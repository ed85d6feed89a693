//! Insertion-ordered dictionaries with mutation versioning.
//!
//! Dictionary iteration order is observable in the traced language, so
//! guards over key sequences are order-sensitive. Every mutation bumps an
//! internal version counter; DICT_VERSION-style conditions compare it.

use indexmap::IndexMap;
use parking_lot::RwLock;
use std::sync::Arc;

use crate::value::Value;

struct DictData {
    entries: IndexMap<String, Value>,
    version: u64,
}

/// Shared, insertion-ordered dictionary value.
///
/// Clones share the same underlying storage (and identity).
#[derive(Clone)]
pub struct DictValue(Arc<RwLock<DictData>>);

impl DictValue {
    /// Create an empty dictionary.
    pub fn new() -> Self {
        Self(Arc::new(RwLock::new(DictData {
            entries: IndexMap::new(),
            version: 0,
        })))
    }

    /// Create a dictionary from entries, preserving their order.
    pub fn from_entries<K: Into<String>>(entries: impl IntoIterator<Item = (K, Value)>) -> Self {
        let dict = Self::new();
        for (key, value) in entries {
            dict.insert(key, value);
        }
        dict
    }

    /// Look up a value by key.
    pub fn get(&self, key: &str) -> Option<Value> {
        self.0.read().entries.get(key).cloned()
    }

    /// Insert or overwrite an entry. Bumps the version either way.
    pub fn insert(&self, key: impl Into<String>, value: Value) {
        let mut data = self.0.write();
        data.entries.insert(key.into(), value);
        data.version += 1;
    }

    /// Remove an entry, preserving the order of the remaining keys.
    /// Bumps the version if the key was present.
    pub fn remove(&self, key: &str) -> Option<Value> {
        let mut data = self.0.write();
        let removed = data.entries.shift_remove(key);
        if removed.is_some() {
            data.version += 1;
        }
        removed
    }

    /// Check key membership.
    pub fn contains_key(&self, key: &str) -> bool {
        self.0.read().entries.contains_key(key)
    }

    /// Keys in insertion order.
    pub fn keys(&self) -> Vec<String> {
        self.0.read().entries.keys().cloned().collect()
    }

    /// Number of entries.
    pub fn len(&self) -> usize {
        self.0.read().entries.len()
    }

    /// Check whether the dictionary is empty.
    pub fn is_empty(&self) -> bool {
        self.0.read().entries.is_empty()
    }

    /// Current mutation version.
    #[inline]
    pub fn version(&self) -> u64 {
        self.0.read().version
    }

    /// Stable address of the shared storage, for identity conditions.
    #[inline]
    pub(crate) fn data_ptr(&self) -> usize {
        Arc::as_ptr(&self.0) as usize
    }
}

impl Default for DictValue {
    fn default() -> Self {
        Self::new()
    }
}

impl std::fmt::Debug for DictValue {
    fn fmt(&self, f: &mut std::fmt::Formatter<'_>) -> std::fmt::Result {
        let data = self.0.read();
        f.debug_struct("DictValue")
            .field("keys", &data.entries.keys().collect::<Vec<_>>())
            .field("version", &data.version)
            .finish()
    }
}

/// Read-only view over a shared dictionary (mapping proxy).
///
/// The view exposes no mutation API, but it observes mutations made
/// through the underlying dictionary.
#[derive(Clone)]
pub struct MappingView(DictValue);

impl MappingView {
    /// Wrap a dictionary in a read-only view.
    pub fn new(dict: DictValue) -> Self {
        Self(dict)
    }

    /// Look up a value by key.
    pub fn get(&self, key: &str) -> Option<Value> {
        self.0.get(key)
    }

    /// Check key membership.
    pub fn contains_key(&self, key: &str) -> bool {
        self.0.contains_key(key)
    }

    /// Keys in insertion order.
    pub fn keys(&self) -> Vec<String> {
        self.0.keys()
    }

    /// Number of entries.
    pub fn len(&self) -> usize {
        self.0.len()
    }

    /// Check whether the view is empty.
    pub fn is_empty(&self) -> bool {
        self.0.is_empty()
    }

    /// Identity of the underlying dictionary.
    #[inline]
    pub(crate) fn data_ptr(&self) -> usize {
        self.0.data_ptr()
    }
}

impl std::fmt::Debug for MappingView {
    fn fmt(&self, f: &mut std::fmt::Formatter<'_>) -> std::fmt::Result {
        write!(f, "MappingView({:?})", self.0)
    }
}

#[cfg(test)]
mod tests {
    use super::*;

    #[test]
    fn keys_preserve_insertion_order() {
        let d = DictValue::from_entries([("b", Value::int(1)), ("a", Value::int(2))]);
        assert_eq!(d.keys(), vec!["b".to_string(), "a".to_string()]);
    }

    #[test]
    fn mutations_bump_version() {
        let d = DictValue::new();
        let v0 = d.version();

        d.insert("k", Value::int(1));
        let v1 = d.version();
        assert!(v1 > v0);

        // Overwrite counts as a mutation too
        d.insert("k", Value::int(2));
        assert!(d.version() > v1);

        // Removing a missing key does not
        let v2 = d.version();
        assert!(d.remove("missing").is_none());
        assert_eq!(d.version(), v2);
    }

    #[test]
    fn view_observes_underlying_mutations() {
        let d = DictValue::from_entries([("a", Value::int(1))]);
        let view = MappingView::new(d.clone());

        assert!(view.contains_key("a"));
        d.insert("b", Value::int(2));
        assert_eq!(view.keys(), vec!["a".to_string(), "b".to_string()]);
    }

    #[test]
    fn clones_share_storage() {
        let d = DictValue::new();
        let e = d.clone();
        d.insert("x", Value::int(1));
        assert!(e.contains_key("x"));
        assert_eq!(d.data_ptr(), e.data_ptr());
    }
}
//! Ambient transform context.
//!
//! Layered functional transforms (vectorizing map, gradient, jvp,
//! functionalization) and forward-mode dual numbers are process-wide
//! nesting state in the traced runtime. Marten models that state as an
//! explicit [`TransformState`] passed to checks, with an
//! init/snapshot/compare lifecycle, instead of a hidden global. Callers
//! in a multi-threaded host must serialize access to the state they pass.

use serde::{Deserialize, Serialize};

/// One layer of the functional transform stack.
#[derive(Debug, Clone, Copy, PartialEq, Eq, Serialize, Deserialize)]
pub enum TransformKind {
    /// Vectorizing map
    Vmap,
    /// Reverse-mode gradient
    Grad,
    /// Forward-mode jacobian-vector product
    Jvp,
    /// Functionalization of in-place ops
    Functionalize,
}

/// Ambient transform state: the transform stack plus the forward-AD dual
/// level. Cheap to clone; a clone is a snapshot.
#[derive(Debug, Clone, Default, PartialEq, Eq)]
pub struct TransformState {
    stack: Vec<TransformKind>,
    dual_level: u64,
}

impl TransformState {
    /// State with no active transforms.
    pub fn new() -> Self {
        Self::default()
    }

    /// Enter a transform layer.
    pub fn push(&mut self, kind: TransformKind) {
        self.stack.push(kind);
    }

    /// Exit the innermost transform layer.
    pub fn pop(&mut self) -> Option<TransformKind> {
        self.stack.pop()
    }

    /// The active transform stack, outermost first.
    #[inline]
    pub fn stack(&self) -> &[TransformKind] {
        &self.stack
    }

    /// Nesting depth of the transform stack.
    #[inline]
    pub fn depth(&self) -> usize {
        self.stack.len()
    }

    /// Enter a forward-AD dual level, returning the new level.
    pub fn enter_dual(&mut self) -> u64 {
        self.dual_level += 1;
        self.dual_level
    }

    /// Exit the innermost dual level.
    pub fn exit_dual(&mut self) {
        self.dual_level = self.dual_level.saturating_sub(1);
    }

    /// Current dual level (0 = no dual numbers active).
    #[inline]
    pub fn dual_level(&self) -> u64 {
        self.dual_level
    }

    /// Capture the current state for later comparison.
    pub fn snapshot(&self) -> TransformState {
        self.clone()
    }
}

ASSIGNMENT -> Each line in the entries above, starting at the line with "checks, with an" and ending at the line with "a transform layer.", is to be printed exactly, and only those lines.

OUTPUT BELOW ->
//! explicit [`TransformState`] passed to checks, with an
//! init/snapshot/compare lifecycle, instead of a hidden global. Callers
//! in a multi-threaded host must serialize access to the state they pass.

use serde::{Deserialize, Serialize};

/// One layer of the functional transform stack.
#[derive(Debug, Clone, Copy, PartialEq, Eq, Serialize, Deserialize)]
pub enum TransformKind {
    /// Vectorizing map
    Vmap,
    /// Reverse-mode gradient
    Grad,
    /// Forward-mode jacobian-vector product
    Jvp,
    /// Functionalization of in-place ops
    Functionalize,
}

/// Ambient transform state: the transform stack plus the forward-AD dual
/// level. Cheap to clone; a clone is a snapshot.
#[derive(Debug, Clone, Default, PartialEq, Eq)]
pub struct TransformState {
    stack: Vec<TransformKind>,
    dual_level: u64,
}

impl TransformState {
    /// State with no active transforms.
    pub fn new() -> Self {
        Self::default()
    }

    /// Enter a transform layer.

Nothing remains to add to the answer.